On Fri, Oct 13, 2023 at 01:06:20PM -0700, Van Snyder wrote:
> On Fri, 2023-10-13 at 12:38 -0700, Van Snyder wrote:
> > I have set up Alt-Shift-P as a macro in my editor (nedit) to run
> > pdflatex.
> > If I accidentally do it when XTerm has keyboard focus, it locks up
> > and the only thing I can do is kill it and restart.
> > How can I unlock XTerm after doing this?
> > There are no Alt-Shift sequences listed at 
> > https://www.xfree86.org/current/ctlseqs.html (maybe it's only about
> > output sent to XTerm).
> > Is there a list of Alt-Shift (and Alt-Ctrl and Shift-Ctrl) sequences
> > for XTerm?
> > Van Snyder
> 
> I haven't figured out how to unlock the XTerm after accidentally giving
> it Alt-Shift-P.
> But I did work out how to prevent it.
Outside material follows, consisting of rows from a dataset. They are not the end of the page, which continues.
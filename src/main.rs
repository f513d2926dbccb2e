//! CLI for ackbus
//!
//! Subcommands:
//! - `demo`: run the NBA game demo against an in-process broker
//! - `fantasy-server`: serve only the fantasy calculator push endpoint

use std::sync::Arc;

use ackbus::config::{Settings, load_config};
use ackbus::demo::{DemoReport, FantasyCalculator, fantasy_router, run_demo};
use ackbus::transport::serve;
use ackbus::utils::logging;
use clap::Parser;
use tracing::{error, info};

#[derive(Parser)]
#[command(name = "ackbus")]
enum Command {
    /// Run the full demo: producer, pull consumers, push endpoint, dead letters
    Demo {
        /// Number of game events to publish (overrides the configuration)
        #[arg(long)]
        events: Option<usize>,
        /// How long the consumers listen, in seconds
        #[arg(long)]
        duration: Option<u64>,
        /// Share of notifications that fail, between 0 and 1
        #[arg(long)]
        failure_rate: Option<f64>,
    },
    /// Start the fantasy calculator push endpoint on its own
    FantasyServer {
        /// Port to listen on (overrides the configuration)
        #[arg(long)]
        port: Option<u16>,
    },
}

#[tokio::main]
async fn main() {
    dotenvy::dotenv().ok();
    let cmd = Command::parse();

    let config = match load_config() {
        Ok(config) => config,
        Err(e) => {
            logging::init("info");
            error!("Invalid configuration: {}", e);
            return;
        }
    };
    logging::init(&config.demo.log_level);

    let result = match cmd {
        Command::Demo {
            events,
            duration,
            failure_rate,
        } => {
            let mut config = config;
            if let Some(events) = events {
                config.demo.events = events;
            }
            if let Some(duration) = duration {
                config.demo.duration_secs = duration;
            }
            if let Some(failure_rate) = failure_rate {
                config.demo.failure_rate = failure_rate;
            }
            demo(config).await
        }
        Command::FantasyServer { port } => {
            let mut config = config;
            if let Some(port) = port {
                config.server.port = port;
            }
            fantasy_server(config).await
        }
    };

    if let Err(e) = result {
        error!("ackbus failed: {}", e);
    }
}

async fn demo(config: Settings) -> Result<(), Box<dyn std::error::Error>> {
    tokio::select! {
        report = run_demo(&config) => print_report(&report?),
        _ = tokio::signal::ctrl_c() => {
            info!("Shutdown signal received. Exiting gracefully.");
        }
    }
    Ok(())
}

async fn fantasy_server(config: Settings) -> Result<(), Box<dyn std::error::Error>> {
    let addr = format!("{}:{}", config.server.host, config.server.port);
    let calculator = Arc::new(FantasyCalculator::new());

    tokio::select! {
        result = serve(&addr, fantasy_router(calculator)) => {
            result?;
            error!("Fantasy server exited unexpectedly.");
        }
        _ = tokio::signal::ctrl_c() => {
            info!("Shutdown signal received. Exiting gracefully.");
        }
    }
    Ok(())
}

fn print_report(report: &DemoReport) {
    println!("\nPublished {} game events", report.published.len());

    println!("\nFINAL PLAYER STATS:");
    for (player, stats) in &report.stats {
        println!(
            "  {player}: {} points, {} events",
            stats.total_points, stats.events
        );
    }

    let notifications = &report.notifications;
    println!("\nNOTIFICATION SERVICE:");
    println!("  Successful: {}", notifications.processed);
    println!("  Failed: {}", notifications.failed);
    println!("  Success rate: {:.1}%", notifications.success_rate);

    println!("\nFANTASY CALCULATOR:");
    println!("  Events processed: {}", report.fantasy.total_events);
    println!(
        "  Total fantasy points: {:.1}",
        report.fantasy.total_fantasy_points
    );
    for (player, points) in &report.fantasy.player_totals {
        println!("  {player}: {points:.1}");
    }

    println!("\nDEAD LETTERS: {}", report.dead_letters.len());
    for dead in &report.dead_letters {
        println!(
            "  {} (from {}, {} attempts)",
            dead.headline, dead.original_subscription, dead.delivery_attempts
        );
    }
}
//! Push delivery envelope
//!
//! Wire format of one push delivery:
//!
//! ```json
//! {
//!   "message": {
//!     "data": "<base64 payload>",
//!     "attributes": {"event_type": "score"},
//!     "messageId": "42",
//!     "publishTime": "2024-01-15T20:00:00.000Z"
//!   },
//!   "subscription": "fantasy-calculator-push",
//!   "deliveryAttempt": 1
//! }
//! ```
//!
//! Only `message` and `message.data` are required when decoding. `messageId`
//! is accepted as a string or as a number.

use base64::Engine;
use base64::engine::general_purpose::STANDARD;
use chrono::{DateTime, SecondsFormat};
use serde::{Deserialize, Deserializer, Serialize};
use serde_json::Value;

use crate::broker::{Attributes, Message, ReceivedMessage};
use crate::utils::PushError;

#[derive(Debug, Clone, Serialize, Deserialize)]
#[serde(rename_all = "camelCase")]
pub struct PushEnvelope {
    pub message: Option<PushMessage>,
    #[serde(default, skip_serializing_if = "Option::is_none")]
    pub subscription: Option<String>,
    #[serde(default, skip_serializing_if = "Option::is_none")]
    pub delivery_attempt: Option<u32>,
}

#[derive(Debug, Clone, Serialize, Deserialize)]
#[serde(rename_all = "camelCase")]
pub struct PushMessage {
    pub data: Option<String>,
    #[serde(default)]
    pub attributes: Attributes,
    #[serde(default, deserialize_with = "message_id_from_wire")]
    pub message_id: String,
    #[serde(default, skip_serializing_if = "Option::is_none")]
    pub publish_time: Option<String>,
}

/// A decoded push delivery.
#[derive(Debug, Clone)]
pub struct PushedMessage {
    pub message: Message,
    pub subscription: Option<String>,
    pub delivery_attempt: u32,
}

impl PushEnvelope {
    /// Builds the envelope the dispatcher POSTs for a claimed lease.
    pub fn for_delivery(received: &ReceivedMessage) -> Self {
        let message = &received.message;
        Self {
            message: Some(PushMessage {
                data: Some(STANDARD.encode(&message.payload)),
                attributes: message.attributes.clone(),
                message_id: message.id.to_string(),
                publish_time: DateTime::from_timestamp_millis(message.publish_time)
                    .map(|t| t.to_rfc3339_opts(SecondsFormat::Millis, true)),
            }),
            subscription: Some(received.lease_id.subscription.clone()),
            delivery_attempt: Some(received.delivery_attempt),
        }
    }

    /// Parses and validates a request body.
    pub fn decode(body: &[u8]) -> Result<PushedMessage, PushError> {
        let envelope: PushEnvelope = serde_json::from_slice(body)
            .map_err(|e| PushError::MalformedEnvelope(format!("invalid JSON: {e}")))?;
        envelope.into_pushed()
    }

    fn into_pushed(self) -> Result<PushedMessage, PushError> {
        let message = self
            .message
            .ok_or_else(|| PushError::MalformedEnvelope("no message found".to_string()))?;
        let data = message
            .data
            .ok_or_else(|| PushError::MalformedEnvelope("no message data found".to_string()))?;
        let payload = STANDARD
            .decode(data.as_bytes())
            .map_err(|e| PushError::MalformedEnvelope(format!("data is not base64: {e}")))?;

        let id = if message.message_id.is_empty() {
            0
        } else {
            message.message_id.parse().map_err(|_| {
                PushError::MalformedEnvelope(format!("bad messageId {:?}", message.message_id))
            })?
        };
        let publish_time = message
            .publish_time
            .as_deref()
            .and_then(|t| DateTime::parse_from_rfc3339(t).ok())
            .map(|t| t.timestamp_millis())
            .unwrap_or_default();

        Ok(PushedMessage {
            message: Message {
                id,
                // the receiving side never learns the topic name
                topic: String::new(),
                payload,
                attributes: message.attributes,
                publish_time,
            },
            subscription: self.subscription,
            delivery_attempt: self.delivery_attempt.unwrap_or(1),
        })
    }
}

fn message_id_from_wire<'de, D>(deserializer: D) -> Result<String, D::Error>
where
    D: Deserializer<'de>,
{
    match Value::deserialize(deserializer)? {
        Value::String(id) => Ok(id),
        Value::Number(id) => Ok(id.to_string()),
        Value::Null => Ok(String::new()),
        other => Err(serde::de::Error::custom(format!(
            "messageId must be a string or a number, got {other}"
        ))),
    }
}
Put
> xterm*altIsNotMeta: truexterm*altSendsEscape: true
> in your .Xdefaults (or .Xresources, or link those files together), then
> xrdb -merge ~/.Xdefaults

Interesting. If I do that I see a colon, which disappears if I
hit enter afterwards. Then things are "back to normal".

If I run "od -C" on that term, I see the sequence "1b P", so I
guess the term is just passing "ESC P" to the shell, and the one
doing the magic is actually the shell running in there.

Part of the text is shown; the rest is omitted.